Первый международный успех Дарденнов
Хотя «Я думаю о вас» не пользовался успехом в прокате, эту ленту сложно назвать неудачной. Но признание критиков и зрителей принес режиссерам третий фильм, «Обещание». Лента собрала богатый урожай международных призов (награды Брюсcельского и Вальядолидского кинофестивалей, премия Национального общества кинокритиков США) и собрала в прокате почти 600 тысяч долларов. «Обещание» нередко причисляют к лучшим фильмам Дарденнов, и на то есть основания.
В центре «Обещания» находится актуальная для Европы (как и для России) тема мигрантов. Отец главного героя Игоря, 15-летнего подростка, зарабатывает на жизнь, ввозя в страну нелегальных мигрантов. Он им обеспечивает минимальные условия проживания, а они, в свою очередь, работают на него. Отлаженный бизнес идет хорошо, пока один из рабочих, Амиду, не падает с лесов во время облавы на нелегальных мигрантов. Перед смертью он просит Игоря дать слово, что тот позаботится о его семье (жене и маленьком ребенке). Так подросток оказывается между двух огней. С одной стороны, он не может нарушить обещание, с другой — не хочет идти против воли отца, который скрыл смерть Амиду от его жены Асситы.
Как и во всех зрелых драмах братьев Дарденн, в «Обещании» нет четкого деления на добро и зло. Роже хоть и занимается нелегальным бизнесом, и скрыл смерть рабочего, тем не менее любит своего сына. Он не врет, когда говорит ему, что все, что он делает, в конце концов достанется ему. Игорь тоже отнюдь не ангел. В начале фильма он крадет кошелек с пенсией у старушки, которой чинил машину. Игорь хочет быть автомехаником и работает ассистентом в автосервисе. Возможно, именно влияние владельца автосервиса, доброго, порядочного человека, обучающего Игоря своему ремеслу, привело к тому, что он не может нарушить обещание, данное умирающему. К тому же подросток много общался с мигрантами, включая погибшего рабочего. Он понимает, что эти люди приехали на заработки в Бельгию не от хорошей жизни. Они всего лишь хотят выжить в несправедливом мире, где одни страны богатеют, а другие прозябают в нищете.

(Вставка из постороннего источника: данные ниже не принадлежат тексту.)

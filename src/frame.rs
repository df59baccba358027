//! Captured frames and the two structures that hold them.
//!
//! - `Frame`: immutable image buffer. Pixel bytes are private and read-only.
//! - `FrameSlot`: the single most-recent frame, replaced by reference swap.
//! - `FrameHistory`: bounded FIFO of the last K frames.
//!
//! Frames travel as `Arc<Frame>`. Publishing a frame swaps a pointer under a
//! lock, so a reader either sees the previous frame or the new one, never a
//! partially written buffer.

use std::collections::VecDeque;
use std::sync::{Arc, PoisonError, RwLock};
use std::time::{Duration, Instant};

use crate::error::{CaptureError, ConfigError};

/// Pixel layout of a frame buffer.
#[derive(Clone, Copy, Debug, PartialEq, Eq)]
pub enum PixelFormat {
    Rgb24,
    Bgr24,
    Gray8,
    Yuyv,
    /// Compressed; length is not checked against dimensions.
    Mjpeg,
}

impl PixelFormat {
    fn bytes_per_pixel(self) -> Option<usize> {
        match self {
            PixelFormat::Rgb24 | PixelFormat::Bgr24 => Some(3),
            PixelFormat::Gray8 => Some(1),
            PixelFormat::Yuyv => Some(2),
            PixelFormat::Mjpeg => None,
        }
    }
}

// ----------------------------------------------------------------------------
// Frame
// ----------------------------------------------------------------------------

/// An owned image buffer, immutable once captured.
///
/// There is no mutable accessor. The acquisition thread stamps the sequence
/// number before the frame is shared; after that the frame is only read.
#[derive(Debug)]
pub struct Frame {
    data: Vec<u8>,
    pub width: u32,
    pub height: u32,
    pub format: PixelFormat,
    sequence: u64,
    captured_at: Instant,
}

impl Frame {
    /// Wrap a captured buffer. Raw formats must carry exactly
    /// `width * height * bytes_per_pixel` bytes.
    pub fn new(
        data: Vec<u8>,
        width: u32,
        height: u32,
        format: PixelFormat,
    ) -> Result<Self, CaptureError> {
        if let Some(bpp) = format.bytes_per_pixel() {
            let expected = (width as usize)
                .saturating_mul(height as usize)
                .saturating_mul(bpp);
            if data.len() != expected {
                return Err(CaptureError::InvalidFrame {
                    expected,
                    actual: data.len(),
                });
            }
        }
        Ok(Self {
            data,
            width,
            height,
            format,
            sequence: 0,
            captured_at: Instant::now(),
        })
    }

    /// Read-only pixel access.
    pub fn pixels(&self) -> &[u8] {
        &self.data
    }

    /// 1-based capture order assigned by the frame source (0 if never published).
    pub fn sequence(&self) -> u64 {
        self.sequence
    }

    pub fn age(&self) -> Duration {
        self.captured_at.elapsed()
    }

    pub fn byte_len(&self) -> usize {
        self.data.len()
    }

    pub(crate) fn with_sequence(mut self, sequence: u64) -> Self {
        self.sequence = sequence;
        self
    }
}

// ----------------------------------------------------------------------------
// FrameSlot
// ----------------------------------------------------------------------------

/// Holder of the most recent frame.
///
/// One writer (the acquisition thread), any number of readers. Readers hold
/// the read lock only long enough to clone the `Arc`.
#[derive(Debug, Default)]
pub struct FrameSlot {
    current: RwLock<Option<Arc<Frame>>>,
}

impl FrameSlot {
    pub fn new() -> Self {
        Self::default()
    }

    /// Replace the current frame.
    pub fn publish(&self, frame: Arc<Frame>) {
        let mut guard = self.current.write().unwrap_or_else(PoisonError::into_inner);
        *guard = Some(frame);
    }

    /// The most recently published frame, if any.
    pub fn current(&self) -> Option<Arc<Frame>> {
        self.current
            .read()
            .unwrap_or_else(PoisonError::into_inner)
            .clone()
    }
}

// ----------------------------------------------------------------------------
// FrameHistory
// ----------------------------------------------------------------------------

/// Fixed-capacity history of the last K frames.
///
/// Eviction is strict FIFO: when full, the oldest frame is dropped before the
/// new one is appended. Capacity never changes after construction.
#[derive(Debug)]
pub struct FrameHistory {
    frames: VecDeque<Arc<Frame>>,
    capacity: usize,
}

impl FrameHistory {
    pub fn new(capacity: usize) -> Result<Self, ConfigError> {
        if capacity == 0 {
            return Err(ConfigError::ZeroHistoryCapacity);
        }
        Ok(Self {
            frames: VecDeque::with_capacity(capacity),
            capacity,
        })
    }

    /// Append a frame, evicting the oldest while at capacity.
    pub fn push(&mut self, frame: Arc<Frame>) {
        while self.frames.len() >= self.capacity {
            self.frames.pop_front();
        }
        self.frames.push_back(frame);
    }

    /// Frames oldest first.
    pub fn snapshot(&self) -> Vec<Arc<Frame>> {
        self.frames.iter().cloned().collect()
    }

    pub fn latest(&self) -> Option<&Arc<Frame>> {
        self.frames.back()
    }

    pub fn len(&self) -> usize {
        self.frames.len()
    }

    pub fn is_empty(&self) -> bool {
        self.frames.is_empty()
    }

    pub fn capacity(&self) -> usize {
        self.capacity
    }

    /// Memory usage estimate.
    pub fn memory_bytes(&self) -> usize {
        self.frames.iter().map(|f| f.byte_len()).sum()
    }
}

// ----------------------------------------------------------------------------
// Tests
// ----------------------------------------------------------------------------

В центре «Обещания» — евангельская дилемма. Стоит ли поступить по совести, рассказать жене Амиду правду и снять с души грех соучастия во лжи, тем самым, возможно, подставив отца? Братья Дарденн отчасти продолжают смысловую линию «Я думаю о вас»: бельгийские рабочие становятся лишними по мере закрытия заводов, нелегальные мигранты никому не нужны. Их в лучшем случае используют, в худшем — глумятся над ними, как, например, байкеры, которые переехали на своих мотоциклах вещи Асситы.
«Обещание» создано братьями Дарденн в полудокументальной манере. Режиссеры никак не выдают своего авторского присутствия в сюжете. Ручная камера постоянного оператора Дарденнов Алена Маркоэна наблюдает за героями, перемещается следом за ними, особенно всматриваясь в фигуру Игоря, которому предстоит первый в его жизни взрослый поступок. Он же определит и его дальнейшее будущее. Если Игорь встанет на криминальную дорожку (а уже есть основания так думать, учитывая, что он совершил кражу у доброй старушки), то постепенно станет таким же циничным, как его отец. Голос совести умолкнет, и он на автомате будет совершать криминальные делишки, руководствуясь лишь личной выгодой. Но если он скажет правду о смерти Амиду, то спасет свою душу, хоть, возможно, ему и придется понести ответственность за свои предыдущие поступки. Как мы знаем из христианства, иногда духовное перерождение невозможно без исцеляющих душу страданий.